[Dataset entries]
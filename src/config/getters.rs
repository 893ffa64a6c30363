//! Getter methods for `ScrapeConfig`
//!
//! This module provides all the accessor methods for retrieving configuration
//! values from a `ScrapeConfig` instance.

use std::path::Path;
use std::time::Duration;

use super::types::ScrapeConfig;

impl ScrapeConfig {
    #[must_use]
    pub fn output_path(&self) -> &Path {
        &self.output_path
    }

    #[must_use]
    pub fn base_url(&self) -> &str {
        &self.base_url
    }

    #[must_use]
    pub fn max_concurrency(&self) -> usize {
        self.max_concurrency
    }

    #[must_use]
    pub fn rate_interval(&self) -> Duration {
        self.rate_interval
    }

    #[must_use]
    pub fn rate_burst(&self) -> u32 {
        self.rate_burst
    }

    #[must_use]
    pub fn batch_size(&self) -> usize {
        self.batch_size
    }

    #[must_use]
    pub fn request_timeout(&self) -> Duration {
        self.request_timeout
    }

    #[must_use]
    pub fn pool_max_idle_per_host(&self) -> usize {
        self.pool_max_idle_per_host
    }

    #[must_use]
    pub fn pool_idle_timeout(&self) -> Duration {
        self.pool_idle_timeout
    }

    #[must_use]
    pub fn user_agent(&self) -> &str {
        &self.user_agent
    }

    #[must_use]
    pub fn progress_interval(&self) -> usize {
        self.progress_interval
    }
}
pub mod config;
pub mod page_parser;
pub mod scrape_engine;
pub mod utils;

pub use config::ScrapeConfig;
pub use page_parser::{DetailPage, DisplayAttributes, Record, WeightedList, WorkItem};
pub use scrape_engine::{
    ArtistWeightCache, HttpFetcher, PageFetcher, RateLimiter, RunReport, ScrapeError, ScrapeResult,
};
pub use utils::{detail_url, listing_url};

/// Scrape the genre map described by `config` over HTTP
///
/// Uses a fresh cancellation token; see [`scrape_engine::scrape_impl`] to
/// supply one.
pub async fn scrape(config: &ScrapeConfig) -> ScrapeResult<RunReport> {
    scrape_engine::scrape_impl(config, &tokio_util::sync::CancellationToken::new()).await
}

---

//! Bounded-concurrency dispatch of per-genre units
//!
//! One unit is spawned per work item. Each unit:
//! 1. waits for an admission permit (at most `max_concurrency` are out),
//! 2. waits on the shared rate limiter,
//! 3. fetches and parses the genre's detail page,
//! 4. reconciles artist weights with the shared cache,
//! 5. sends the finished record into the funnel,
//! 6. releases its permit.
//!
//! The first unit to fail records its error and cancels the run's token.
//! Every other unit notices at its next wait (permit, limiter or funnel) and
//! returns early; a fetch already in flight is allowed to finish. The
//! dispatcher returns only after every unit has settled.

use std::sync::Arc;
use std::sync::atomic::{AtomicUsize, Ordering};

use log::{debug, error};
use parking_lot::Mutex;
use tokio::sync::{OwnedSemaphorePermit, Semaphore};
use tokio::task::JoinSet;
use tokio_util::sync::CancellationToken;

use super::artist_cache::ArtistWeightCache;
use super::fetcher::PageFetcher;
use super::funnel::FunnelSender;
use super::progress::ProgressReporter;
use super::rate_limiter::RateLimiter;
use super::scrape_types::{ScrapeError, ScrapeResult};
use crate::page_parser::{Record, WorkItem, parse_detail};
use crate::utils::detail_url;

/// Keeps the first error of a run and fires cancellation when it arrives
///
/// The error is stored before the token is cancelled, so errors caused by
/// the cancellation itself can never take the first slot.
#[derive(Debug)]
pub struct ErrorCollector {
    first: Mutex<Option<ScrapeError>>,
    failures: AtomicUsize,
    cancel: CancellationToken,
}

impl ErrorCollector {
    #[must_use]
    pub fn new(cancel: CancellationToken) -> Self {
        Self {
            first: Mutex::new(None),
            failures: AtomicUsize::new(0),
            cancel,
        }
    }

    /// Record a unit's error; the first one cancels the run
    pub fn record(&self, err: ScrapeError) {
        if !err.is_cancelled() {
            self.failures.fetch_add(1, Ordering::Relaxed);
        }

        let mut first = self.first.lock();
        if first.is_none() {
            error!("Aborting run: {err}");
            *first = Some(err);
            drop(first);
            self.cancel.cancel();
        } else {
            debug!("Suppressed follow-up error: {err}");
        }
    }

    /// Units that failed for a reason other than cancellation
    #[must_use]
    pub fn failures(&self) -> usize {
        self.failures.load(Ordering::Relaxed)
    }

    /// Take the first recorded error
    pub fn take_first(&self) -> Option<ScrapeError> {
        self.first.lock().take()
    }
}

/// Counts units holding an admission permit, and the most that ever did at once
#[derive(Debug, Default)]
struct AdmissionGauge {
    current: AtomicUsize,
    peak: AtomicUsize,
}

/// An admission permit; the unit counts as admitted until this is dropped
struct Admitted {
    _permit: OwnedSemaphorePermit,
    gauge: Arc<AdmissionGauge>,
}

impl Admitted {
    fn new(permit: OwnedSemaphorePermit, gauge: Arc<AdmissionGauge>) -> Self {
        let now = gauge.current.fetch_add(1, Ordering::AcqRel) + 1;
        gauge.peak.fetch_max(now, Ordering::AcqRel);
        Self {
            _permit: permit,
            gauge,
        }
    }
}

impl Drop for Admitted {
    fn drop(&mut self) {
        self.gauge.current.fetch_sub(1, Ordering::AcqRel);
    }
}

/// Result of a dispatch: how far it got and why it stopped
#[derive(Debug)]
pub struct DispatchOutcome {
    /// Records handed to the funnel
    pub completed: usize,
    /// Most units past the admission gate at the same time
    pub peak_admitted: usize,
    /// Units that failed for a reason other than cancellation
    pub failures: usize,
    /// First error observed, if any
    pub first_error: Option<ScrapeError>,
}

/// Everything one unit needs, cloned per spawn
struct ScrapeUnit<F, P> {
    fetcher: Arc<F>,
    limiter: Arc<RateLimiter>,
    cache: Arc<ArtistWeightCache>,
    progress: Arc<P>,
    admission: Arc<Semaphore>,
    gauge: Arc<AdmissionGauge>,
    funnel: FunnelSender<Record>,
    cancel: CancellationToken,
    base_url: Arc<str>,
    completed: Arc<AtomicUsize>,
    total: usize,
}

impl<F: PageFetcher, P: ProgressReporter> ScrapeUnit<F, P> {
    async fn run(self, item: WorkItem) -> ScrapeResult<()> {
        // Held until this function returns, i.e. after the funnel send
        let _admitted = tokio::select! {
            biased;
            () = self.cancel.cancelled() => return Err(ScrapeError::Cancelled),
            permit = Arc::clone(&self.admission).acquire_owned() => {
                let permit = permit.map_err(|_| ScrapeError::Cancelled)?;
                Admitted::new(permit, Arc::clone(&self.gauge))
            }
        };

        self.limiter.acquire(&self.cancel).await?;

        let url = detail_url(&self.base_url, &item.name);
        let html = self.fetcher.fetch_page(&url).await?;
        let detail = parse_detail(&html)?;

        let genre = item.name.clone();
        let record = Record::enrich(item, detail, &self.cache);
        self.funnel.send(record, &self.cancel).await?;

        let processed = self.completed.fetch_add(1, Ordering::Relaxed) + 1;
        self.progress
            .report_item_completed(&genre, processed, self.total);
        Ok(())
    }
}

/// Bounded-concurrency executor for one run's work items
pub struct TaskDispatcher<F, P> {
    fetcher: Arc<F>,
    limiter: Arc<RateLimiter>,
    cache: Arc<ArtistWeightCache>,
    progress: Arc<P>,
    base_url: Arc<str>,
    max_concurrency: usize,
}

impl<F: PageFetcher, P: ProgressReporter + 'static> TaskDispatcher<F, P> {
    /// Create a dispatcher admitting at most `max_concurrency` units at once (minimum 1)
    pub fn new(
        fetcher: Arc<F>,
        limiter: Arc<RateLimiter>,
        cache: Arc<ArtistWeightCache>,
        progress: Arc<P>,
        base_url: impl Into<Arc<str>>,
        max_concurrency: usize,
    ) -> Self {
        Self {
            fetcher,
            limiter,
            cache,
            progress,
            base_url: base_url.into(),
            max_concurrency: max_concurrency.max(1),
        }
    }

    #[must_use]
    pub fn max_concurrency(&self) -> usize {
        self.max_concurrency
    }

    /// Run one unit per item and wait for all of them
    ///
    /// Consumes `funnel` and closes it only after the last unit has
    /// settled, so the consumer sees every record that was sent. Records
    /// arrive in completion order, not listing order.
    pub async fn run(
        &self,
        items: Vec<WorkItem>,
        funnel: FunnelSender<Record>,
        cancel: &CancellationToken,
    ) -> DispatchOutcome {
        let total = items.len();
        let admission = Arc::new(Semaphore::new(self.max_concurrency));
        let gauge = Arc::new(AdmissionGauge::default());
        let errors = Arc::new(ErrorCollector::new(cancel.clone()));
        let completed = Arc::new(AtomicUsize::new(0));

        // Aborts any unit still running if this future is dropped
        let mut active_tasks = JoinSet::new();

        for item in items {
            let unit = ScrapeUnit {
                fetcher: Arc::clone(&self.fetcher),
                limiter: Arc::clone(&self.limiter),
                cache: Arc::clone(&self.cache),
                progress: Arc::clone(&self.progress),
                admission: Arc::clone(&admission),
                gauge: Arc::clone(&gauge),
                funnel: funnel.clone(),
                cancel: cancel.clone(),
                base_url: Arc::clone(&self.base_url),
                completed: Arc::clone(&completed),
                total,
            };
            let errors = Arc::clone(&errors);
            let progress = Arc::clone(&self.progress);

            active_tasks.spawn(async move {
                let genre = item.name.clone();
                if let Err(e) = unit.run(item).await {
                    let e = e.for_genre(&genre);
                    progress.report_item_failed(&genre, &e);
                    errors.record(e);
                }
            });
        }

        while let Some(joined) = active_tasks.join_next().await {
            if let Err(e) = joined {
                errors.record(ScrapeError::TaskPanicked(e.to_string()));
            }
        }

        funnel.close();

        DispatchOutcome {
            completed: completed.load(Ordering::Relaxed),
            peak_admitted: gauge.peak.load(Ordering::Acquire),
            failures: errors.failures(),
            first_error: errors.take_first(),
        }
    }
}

#### [Instructions to follow]
Search the records above for the string "shared" and copy each line that holds it.

#### [Exercise response]
//! 2. waits on the shared rate limiter,
//! 4. reconciles artist weights with the shared cache,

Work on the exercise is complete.